• Task: Take every line containing "given" out of the records.
═══ Records
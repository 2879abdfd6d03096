//! RNG module - injectable randomness for deck generation and layout
//!
//! The core only ever asks for a uniformly distributed integer in a closed
//! interval, so that is the whole capability surface. `SimpleRng` is a small
//! seedable LCG implementation for deterministic, reproducible runs.

/// Source of uniform random integers.
///
/// Deck generation and stack placement take this as a parameter; given a
/// seeded source invoked in a fixed order, a whole deal is reproducible.
pub trait RandomSource {
    /// Uniform integer in `[min, max]` (both ends included)
    fn int_in_range(&mut self, min: i32, max: i32) -> i32;

    /// Fisher-Yates shuffle driven by this source
    fn shuffle<T>(&mut self, slice: &mut [T])
    where
        Self: Sized,
    {
        for i in (1..slice.len()).rev() {
            let j = self.int_in_range(0, i as i32) as usize;
            slice.swap(i, j);
        }
    }
}

impl<R: RandomSource + ?Sized> RandomSource for &mut R {
    fn int_in_range(&mut self, min: i32, max: i32) -> i32 {
        (**self).int_in_range(min, max)
    }
}

/// Simple LCG (Linear Congruential Generator) RNG
/// Uses constants from Numerical Recipes
#[derive(Debug, Clone)]
pub struct SimpleRng {
    state: u32,
}

impl SimpleRng {
    /// Create a new RNG with the given seed
    pub fn new(seed: u32) -> Self {
        // Avoid 0 seed which would produce all zeros
        let state = if seed == 0 { 1 } else { seed };
        Self { state }
    }

    /// Generate next random u32
    pub fn next_u32(&mut self) -> u32 {
        self.state = self.state.wrapping_mul(1664525).wrapping_add(1013904223);
        self.state
    }

    /// Current stream position (usable to replay a deal)
    pub fn seed(&self) -> u32 {
        self.state
    }
}

impl RandomSource for SimpleRng {
    fn int_in_range(&mut self, min: i32, max: i32) -> i32 {
        debug_assert!(min <= max);
        // Modulo bias is acceptable for gameplay randomness.
        let span = (max as i64 - min as i64 + 1) as u32;
        min.wrapping_add((self.next_u32() % span) as i32)
    }
}

#[cfg(test)]
mod tests {
    use super::*;

    #[test]
    fn test_rng_deterministic() {
        let mut rng1 = SimpleRng::new(12345);
        let mut rng2 = SimpleRng::new(12345);

        for _ in 0..100 {
            assert_eq!(rng1.next_u32(), rng2.next_u32());
        }
    }

    #[test]
    fn test_rng_different_seeds_diverge() {
        let mut rng1 = SimpleRng::new(12345);
        let mut rng2 = SimpleRng::new(54321);

        assert_ne!(rng1.next_u32(), rng2.next_u32());
    }

    #[test]
    fn test_int_in_range_is_inclusive() {
        let mut rng = SimpleRng::new(7);
        let mut seen_min = false;
        let mut seen_max = false;

        for _ in 0..1000 {
            let v = rng.int_in_range(3, 6);
            assert!((3..=6).contains(&v));
            seen_min |= v == 3;
            seen_max |= v == 6;
        }
        assert!(seen_min && seen_max);
    }

    #[test]
    fn test_int_in_range_degenerate_interval() {
        let mut rng = SimpleRng::new(1);
        for _ in 0..10 {
            assert_eq!(rng.int_in_range(42, 42), 42);
        }
    }

    #[test]
    fn test_shuffle_preserves_elements() {
        let mut rng = SimpleRng::new(99);
        let mut values: Vec<u32> = (0..20).collect();
        rng.shuffle(&mut values);

        let mut sorted = values.clone();
        sorted.sort_unstable();
        assert_eq!(sorted, (0..20).collect::<Vec<u32>>());
    }

    #[test]
    fn test_shuffle_changes_order() {
        let mut rng = SimpleRng::new(99);
        let mut values: Vec<u32> = (0..20).collect();
        rng.shuffle(&mut values);
        assert_ne!(values, (0..20).collect::<Vec<u32>>());
    }
}
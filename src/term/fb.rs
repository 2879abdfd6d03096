//! Framebuffer and style types for terminal rendering.

/// 24-bit RGB color.
#[derive(Debug, Clone, Copy, PartialEq, Eq, Default)]
pub struct Rgb {
    pub r: u8,
    pub g: u8,
    pub b: u8,
}

impl Rgb {
    pub const fn new(r: u8, g: u8, b: u8) -> Self {
        Self { r, g, b }
    }
}

/// Minimal per-cell styling.
#[derive(Debug, Clone, Copy, PartialEq, Eq)]
pub struct CellStyle {
    pub fg: Rgb,
    pub bg: Rgb,
    pub bold: bool,
    pub dim: bool,
}

impl Default for CellStyle {
    fn default() -> Self {
        Self {
            fg: Rgb::new(220, 220, 220),
            bg: Rgb::new(0, 0, 0),
            bold: false,
            dim: false,
        }
    }
}

/// A single terminal cell.
#[derive(Debug, Clone, Copy, PartialEq, Eq)]
pub struct Cell {
    pub ch: char,
    pub style: CellStyle,
}

impl Default for Cell {
    fn default() -> Self {
        Self {
            ch: ' ',
            style: CellStyle::default(),
        }
    }
}

/// 2D framebuffer of styled character cells.
#[derive(Debug, Clone, PartialEq, Eq)]
pub struct FrameBuffer {
    width: u16,
    height: u16,
    cells: Vec<Cell>,
}

impl FrameBuffer {
    pub fn new(width: u16, height: u16) -> Self {
        let len = (width as usize) * (height as usize);
        Self {
            width,
            height,
            cells: vec![Cell::default(); len],
        }
    }

    pub fn width(&self) -> u16 {
        self.width
    }

    pub fn height(&self) -> u16 {
        self.height
    }

    #[inline(always)]
    fn idx(&self, x: u16, y: u16) -> Option<usize> {
        if x >= self.width || y >= self.height {
            return None;
        }
        Some((y as usize) * (self.width as usize) + (x as usize))
    }

    pub fn get(&self, x: u16, y: u16) -> Option<Cell> {
        self.idx(x, y).map(|i| self.cells[i])
    }

    pub fn set(&mut self, x: u16, y: u16, cell: Cell) {
        if let Some(i) = self.idx(x, y) {
            self.cells[i] = cell;
        }
    }

    pub fn put_char(&mut self, x: u16, y: u16, ch: char, style: CellStyle) {
        self.set(x, y, Cell { ch, style });
    }

    pub fn put_str(&mut self, x: u16, y: u16, s: &str, style: CellStyle) {
        let mut cx = x;
        for ch in s.chars() {
            if cx >= self.width {
                break;
            }
            self.put_char(cx, y, ch, style);
            cx += 1;
        }
    }

    pub fn fill_rect(&mut self, x: u16, y: u16, w: u16, h: u16, ch: char, style: CellStyle) {
        for dy in 0..h {
            for dx in 0..w {
                self.put_char(x.saturating_add(dx), y.saturating_add(dy), ch, style);
            }
        }
    }
}

#[cfg(test)]
mod tests {
    use super::*;

    #[test]
    fn test_out_of_bounds_writes_are_dropped() {
        let mut fb = FrameBuffer::new(4, 2);
        fb.put_char(4, 0, 'X', CellStyle::default());
        fb.put_char(0, 2, 'X', CellStyle::default());
        assert!(fb.get(4, 0).is_none());
        assert_eq!(fb.get(0, 0).map(|c| c.ch), Some(' '));
    }

    #[test]
    fn test_put_str_clips_at_right_edge() {
        let mut fb = FrameBuffer::new(4, 1);
        fb.put_str(2, 0, "ABCD", CellStyle::default());
        assert_eq!(fb.get(2, 0).map(|c| c.ch), Some('A'));
        assert_eq!(fb.get(3, 0).map(|c| c.ch), Some('B'));
    }
}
══════
• Solution to this problem:
/// Deck generation and stack placement take this as a parameter; given a
    /// Create a new RNG with the given seed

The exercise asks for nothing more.